See [health check](../services/index.md#health-check) for more information.
```yaml
traefik.http.services.myservice.loadbalancer.healthcheck.scheme=http
```
??? info "`traefik.http.services.<service_name>.loadbalancer.healthcheck.timeout`"
See [health check](../services/index.md#health-check) for more information.
```yaml
traefik.http.services.myservice.loadbalancer.healthcheck.timeout=10
```
??? info "`traefik.http.services.<service_name>.loadbalancer.healthcheck.followredirects`"
See [health check](../services/index.md#health-check) for more information.
```yaml
traefik.http.services.myservice.loadbalancer.healthcheck.followredirects=true
```
??? info "`traefik.http.services.<service_name>.loadbalancer.sticky.cookie`"
See [sticky sessions](../services/index.md#sticky-sessions) for more information.
```yaml
traefik.http.services.myservice.loadbalancer.sticky.cookie=true
```
??? info "`traefik.http.services.<service_name>.loadbalancer.sticky.cookie.httponly`"
See [sticky sessions](../services/index.md#sticky-sessions) for more information.
```yaml
traefik.http.services.myservice.loadbalancer.sticky.cookie.httponly=true
```
??? info "`traefik.http.services.<service_name>.loadbalancer.sticky.cookie.name`"

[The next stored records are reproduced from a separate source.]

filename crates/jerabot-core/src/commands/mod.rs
//! Built-in commands and the registration table the binary selects from.

mod access;
mod help;
mod myid;
mod remind;
mod start;

use crate::{
    access::AccessLevel,
    command::{CommandDescriptor, CommandSpec},
    errors::Error,
    Result,
};

/// Every built-in, in default registration order.
pub const BUILTIN_NAMES: &[&str] = &["start", "help", "myid", "grant", "revoke", "remind"];

/// Registration row for a built-in command, by name.
pub fn builtin(name: &str) -> Option<CommandSpec> {
    let spec = match name {
        "start" => CommandSpec {
            descriptor: CommandDescriptor::new("start", "Say hello and show your access level"),
            factory: start::factory,
        },
        "help" => CommandSpec {
            descriptor: CommandDescriptor::new("help", "List the commands you can use"),
            factory: help::factory,
        },
        "myid" => CommandSpec {
            descriptor: CommandDescriptor::new("myid", "Show your user id and this chat's id"),
            factory: myid::factory,
        },
        "grant" => CommandSpec {
            descriptor: CommandDescriptor::new("grant", "Let a user use the bot")
                .access(AccessLevel::Admin),
            factory: access::grant_factory,
        },
        "revoke" => CommandSpec {
            descriptor: CommandDescriptor::new("revoke", "Remove a user's access")
                .access(AccessLevel::Admin),
            factory: access::revoke_factory,
        },
        "remind" => CommandSpec {
            descriptor: CommandDescriptor::new("remind", "Remind you of something later")
                .access(AccessLevel::User)
                .pm_only(),
            factory: remind::factory,
        },
        _ => return None,
    };
    Some(spec)
}

/// Resolve configured command names into a registration table, keeping order.
///
/// Duplicates are passed through so the registry reports them.
pub fn select(names: &[String]) -> Result<Vec<CommandSpec>> {
    names
        .iter()
        .map(|name| {
            builtin(name).ok_or_else(|| Error::Config(format!("unknown command in JERABOT_COMMANDS: {name}")))
        })
        .collect()
}
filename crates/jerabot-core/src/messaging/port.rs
use async_trait::async_trait;

use crate::{
    domain::{BotIdentity, ChatId},
    messaging::types::InboundUpdate,
    Result,
};

/// Messaging transport consumed by the runtime.
///
/// Implementations own the wire protocol; the runtime only sees parsed updates
/// and sends plain-text payloads back.
#[async_trait]
pub trait Transport: Send + Sync {
    /// Fetch updates that arrived since the previous call, in delivery order.
    async fn poll(&self) -> Result<Vec<InboundUpdate>>;

    /// Reply in the chat the update came from.
    async fn reply(&self, update: &InboundUpdate, text: &str) -> Result<()> {
        self.send(update.chat_id, text).await
    }

    /// Send to an arbitrary chat (used by background work and log forwarding).
    async fn send(&self, chat_id: ChatId, text: &str) -> Result<()>;

    async fn self_identity(&self) -> Result<BotIdentity>;
}
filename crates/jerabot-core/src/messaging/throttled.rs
use std::{collections::HashMap, sync::Arc, time::Duration};

use tokio::sync::Mutex;
use tokio::time::{sleep, Instant};

use crate::{
    domain::{BotIdentity, ChatId},
    messaging::{port::Transport, types::InboundUpdate},
    Result,
};

#[derive(Clone, Copy, Debug)]
pub struct ThrottleConfig {
    /// Minimum spacing between any two outbound sends.
    pub global_min_interval: Duration,
    /// Minimum spacing between sends to the same chat.
    pub per_chat_min_interval: Duration,
}

impl Default for ThrottleConfig {
    fn default() -> Self {
        Self {
            global_min_interval: Duration::from_millis(40), // ~25/sec
            per_chat_min_interval: Duration::from_millis(1050), // ~0.95/sec
        }
    }
}

#[derive(Debug)]
struct IntervalLimiter {
    interval: Duration,
    next: Instant,
}

impl IntervalLimiter {
    fn new(interval: Duration) -> Self {
        Self {
            interval,
            next: Instant::now(),
        }
    }

    /// Reserve the next slot and return how long to wait before using it.
    fn reserve(&mut self) -> Duration {
        let now = Instant::now();
        let start = if now >= self.next { now } else { self.next };
        self.next = start + self.interval;
        start.saturating_duration_since(now)
    }
}

/// Transport decorator that spaces out outbound sends.
///
/// Polling and identity lookups pass straight through.
pub struct ThrottledTransport {
    inner: Arc<dyn Transport>,
    cfg: ThrottleConfig,
    global: Mutex<IntervalLimiter>,
    per_chat: Mutex<HashMap<i64, IntervalLimiter>>,
}

impl ThrottledTransport {
    pub fn new(inner: Arc<dyn Transport>, cfg: ThrottleConfig) -> Self {
        Self {
            inner,
            cfg,
            global: Mutex::new(IntervalLimiter::new(cfg.global_min_interval)),
            per_chat: Mutex::new(HashMap::new()),
        }
    }

    async fn throttle_chat(&self, chat_id: ChatId) {
        let global_wait = { self.global.lock().await.reserve() };
        let chat_wait = {
            let mut map = self.per_chat.lock().await;
            map.entry(chat_id.0)
                .or_insert_with(|| IntervalLimiter::new(self.cfg.per_chat_min_interval))
                .reserve()
        };

        let wait = global_wait.max(chat_wait);
        if !wait.is_zero() {
            sleep(wait).await;
        }
    }
}

#[async_trait::async_trait]
impl Transport for ThrottledTransport {
    async fn poll(&self) -> Result<Vec<InboundUpdate>> {
        self.inner.poll().await
    }

    async fn reply(&self, update: &InboundUpdate, text: &str) -> Result<()> {
        self.throttle_chat(update.chat_id).await;
        self.inner.reply(update, text).await
    }

    async fn send(&self, chat_id: ChatId, text: &str) -> Result<()> {
        self.throttle_chat(chat_id).await;
        self.inner.send(chat_id, text).await
    }

    async fn self_identity(&self) -> Result<BotIdentity> {
        self.inner.self_identity().await
    }
}

#[cfg(test)]
mod tests {
    use super::*;
    use crate::testing::FakeTransport;

    #[test]
    fn limiter_spaces_reservations() {
        let mut lim = IntervalLimiter::new(Duration::from_secs(10));
        assert!(lim.reserve().is_zero());
        let second = lim.reserve();
        assert!(second > Duration::from_secs(9));
    }

    #[tokio::test]
    async fn sends_to_same_chat_are_spaced() {
        let fake = Arc::new(FakeTransport::default());
        let throttled = ThrottledTransport::new(
            fake.clone(),
            ThrottleConfig {
                global_min_interval: Duration::from_millis(0),
                per_chat_min_interval: Duration::from_millis(50),
            },
        );

        let start = Instant::now();
        throttled.send(ChatId(1), "a").await.unwrap();
        throttled.send(ChatId(1), "b").await.unwrap();
        throttled.send(ChatId(2), "c").await.unwrap();
        assert!(start.elapsed() >= Duration::from_millis(50));

        let sent: Vec<String> = fake.sent().into_iter().map(|(_, t)| t).collect();
        assert_eq!(sent, vec!["a", "b", "c"]);
    }
}
use async_trait::async_trait;

use crate::{
    command::{Command, CommandContext, Invocation},
    Result,
};

pub(super) fn factory(_ctx: CommandContext) -> Box<dyn Command> {
    Box::new(MyId)
}

struct MyId;

#[async_trait]
impl Command for MyId {
    async fn handle(&self, inv: &Invocation<'_>) -> Result<()> {
        inv.reply(&format!(
            "Your user id: {}\nThis chat's id: {}",
            inv.update.user_id, inv.update.chat_id
        ))
        .await
    }
}

#[cfg(test)]
mod tests {
    use super::*;
    use crate::{
        access::AccessLevel,
        command::Arguments,
        domain::ChatId,
        registry::CommandRegistry,
        testing::{group_update, FakeTransport},
    };

    #[tokio::test]
    async fn reports_user_and_chat_ids() {
        let registry = CommandRegistry::new();
        let transport = FakeTransport::default();
        let update = group_update(1, 42, -1001, "/myid");
        let inv = Invocation {
            update: &update,
            args: Arguments::default(),
            level: AccessLevel::Everyone,
            registry: &registry,
            transport: &transport,
        };

        MyId.handle(&inv).await.unwrap();
        assert_eq!(
            transport.sent_to(ChatId(-1001)),
            vec!["Your user id: 42\nThis chat's id: -1001".to_string()]
        );
    }
}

See [sticky sessions](../services/index.md#sticky-sessions) for more information.
```yaml
traefik.http.services.myservice.loadbalancer.sticky.cookie.name=foobar
```
??? info "`traefik.http.services.<service_name>.loadbalancer.sticky.cookie.secure`"
See [sticky sessions](../services/index.md#sticky-sessions) for more information.
```yaml
traefik.http.services.myservice.loadbalancer.sticky.cookie.secure=true
```
??? info "`traefik.http.services.<service_name>.loadbalancer.sticky.cookie.samesite`"

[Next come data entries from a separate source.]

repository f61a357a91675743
use crate::detection::domain::backend_registry::BackendRegistry;

use super::backend_config::BackendConfig;

/// Registry of every backend compiled into this build, best first.
///
/// Engines are constructed lazily by their factories, so listing names never
/// loads or downloads a model.
pub fn default_registry(config: &BackendConfig) -> BackendRegistry {
    #[cfg_attr(not(feature = "onnx"), allow(unused_mut))]
    let mut registry = BackendRegistry::new();

    #[cfg(feature = "onnx")]
    {
        use crate::detection::domain::backend::Backend;
        use super::engine_backend::EngineBackend;
        use super::onnx_blazeface_engine::OnnxBlazefaceEngine;
        use super::onnx_yolo_engine::OnnxYoloEngine;

        let yolo_config = config.clone();
        registry.register(OnnxYoloEngine::NAME, move |width, height| {
            let engine = OnnxYoloEngine::load(&yolo_config)?;
            let backend = EngineBackend::new(engine, width, height, yolo_config.min_confidence);
            Ok(Box::new(backend) as Box<dyn Backend>)
        });

        let blazeface_config = config.clone();
        registry.register(OnnxBlazefaceEngine::NAME, move |width, height| {
            let engine = OnnxBlazefaceEngine::load(&blazeface_config)?;
            let backend =
                EngineBackend::new(engine, width, height, blazeface_config.min_confidence);
            Ok(Box::new(backend) as Box<dyn Backend>)
        });
    }
    #[cfg(not(feature = "onnx"))]
    let _ = config;

    log::debug!("Registered backends: {:?}", registry.names());
    registry
}
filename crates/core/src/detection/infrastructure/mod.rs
pub mod backend_config;
pub mod default_registry;
pub mod engine_backend;
pub mod format_adapter;
#[cfg(feature = "onnx")]
pub mod nms;
#[cfg(feature = "onnx")]
pub mod onnx_blazeface_engine;
#[cfg(feature = "onnx")]
pub mod onnx_session;
#[cfg(feature = "onnx")]
pub mod onnx_yolo_engine;
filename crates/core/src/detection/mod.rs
pub mod domain;
pub mod infrastructure;
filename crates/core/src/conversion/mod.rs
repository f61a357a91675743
pub mod convert;
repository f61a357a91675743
use std::sync::{Mutex, MutexGuard};

use thiserror::Error;

use super::backend::{Backend, BackendError};
use super::backend_registry::BackendRegistry;
use crate::shared::image::{Image, ImageError};
use crate::shared::pixel::PixelFormat;
use crate::shared::rect::RectList;

#[derive(Error, Debug)]
pub enum DetectorError {
    #[error("Unsupported backend \"{0}\" requested.")]
    UnsupportedBackend(String),
    #[error(transparent)]
    Backend(#[from] BackendError),
    #[error(transparent)]
    Image(#[from] ImageError),
}

/// Thread-safe front end over one backend.
///
/// Calls to [`FaceDetector::process`] are serialized, so a detector can be
/// shared between threads behind an `Arc`.
pub struct FaceDetector {
    backend: Mutex<Box<dyn Backend>>,
    name: String,
    preferred_format: PixelFormat,
    width: u32,
    height: u32,
}

impl FaceDetector {
    /// Builds the backend registered under `backend` for a `width × height` frame.
    pub fn new(
        registry: &BackendRegistry,
        width: u32,
        height: u32,
        backend: &str,
    ) -> Result<Self, DetectorError> {
        let backend = registry
            .create(backend, width, height)
            .ok_or_else(|| DetectorError::UnsupportedBackend(backend.to_owned()))??;
        log::info!(
            "Face detector using backend '{}' at {}x{} (prefers {})",
            backend.name(),
            width,
            height,
            backend.preferred_format()
        );
        Ok(Self::from_backend(backend))
    }

    pub fn with_default_backend(
        registry: &BackendRegistry,
        width: u32,
        height: u32,
    ) -> Result<Self, DetectorError> {
        Self::new(registry, width, height, registry.default_backend())
    }

    pub fn from_backend(backend: Box<dyn Backend>) -> Self {
        Self {
            name: backend.name().to_owned(),
            preferred_format: backend.preferred_format(),
            width: backend.width(),
            height: backend.height(),
            backend: Mutex::new(backend),
        }
    }

    pub fn name(&self) -> &str {
        &self.name
    }

    pub fn preferred_format(&self) -> PixelFormat {
        self.preferred_format
    }

    pub fn width(&self) -> u32 {
        self.width
    }

    pub fn height(&self) -> u32 {
        self.height
    }

    /// Detects faces in `image`, replacing the contents of `results`.
    ///
    /// Concurrent callers are served one at a time.
    pub fn process(&self, image: Image<'_>, results: &mut RectList) -> Result<(), DetectorError> {
        debug_assert_eq!(
            image.len(),
            self.width as usize * self.height as usize,
            "image pixel count must match the detector frame size"
        );
        self.lock().process(image, results)?;
        Ok(())
    }

    /// Like [`FaceDetector::process`], for a packed byte buffer.
    pub fn process_bytes(
        &self,
        format: PixelFormat,
        bytes: &[u8],
        results: &mut RectList,
    ) -> Result<(), DetectorError> {
        let image = Image::from_bytes(format, bytes)?;
        self.process(image, results)
    }

    fn lock(&self) -> MutexGuard<'_, Box<dyn Backend>> {
        self.backend.lock().unwrap_or_else(|poisoned| {
            log::warn!("Backend '{}' panicked during a previous call; continuing", self.name);
            poisoned.into_inner()
        })
    }
}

See [sticky sessions](../services/index.md#sticky-sessions) for more information.
```yaml
traefik.http.services.myservice.loadbalancer.sticky.cookie.samesite=none
```
??? info "`traefik.http.services.<service_name>.loadbalancer.sticky.cookie.maxage`"
See [sticky sessions](../services/index.md#sticky-sessions) for more information.
```yaml
traefik.http.services.myservice.loadbalancer.sticky.cookie.maxage=42
```
??? info "`traefik.http.services.<service_name>.loadbalancer.responseforwarding.flushinterval`"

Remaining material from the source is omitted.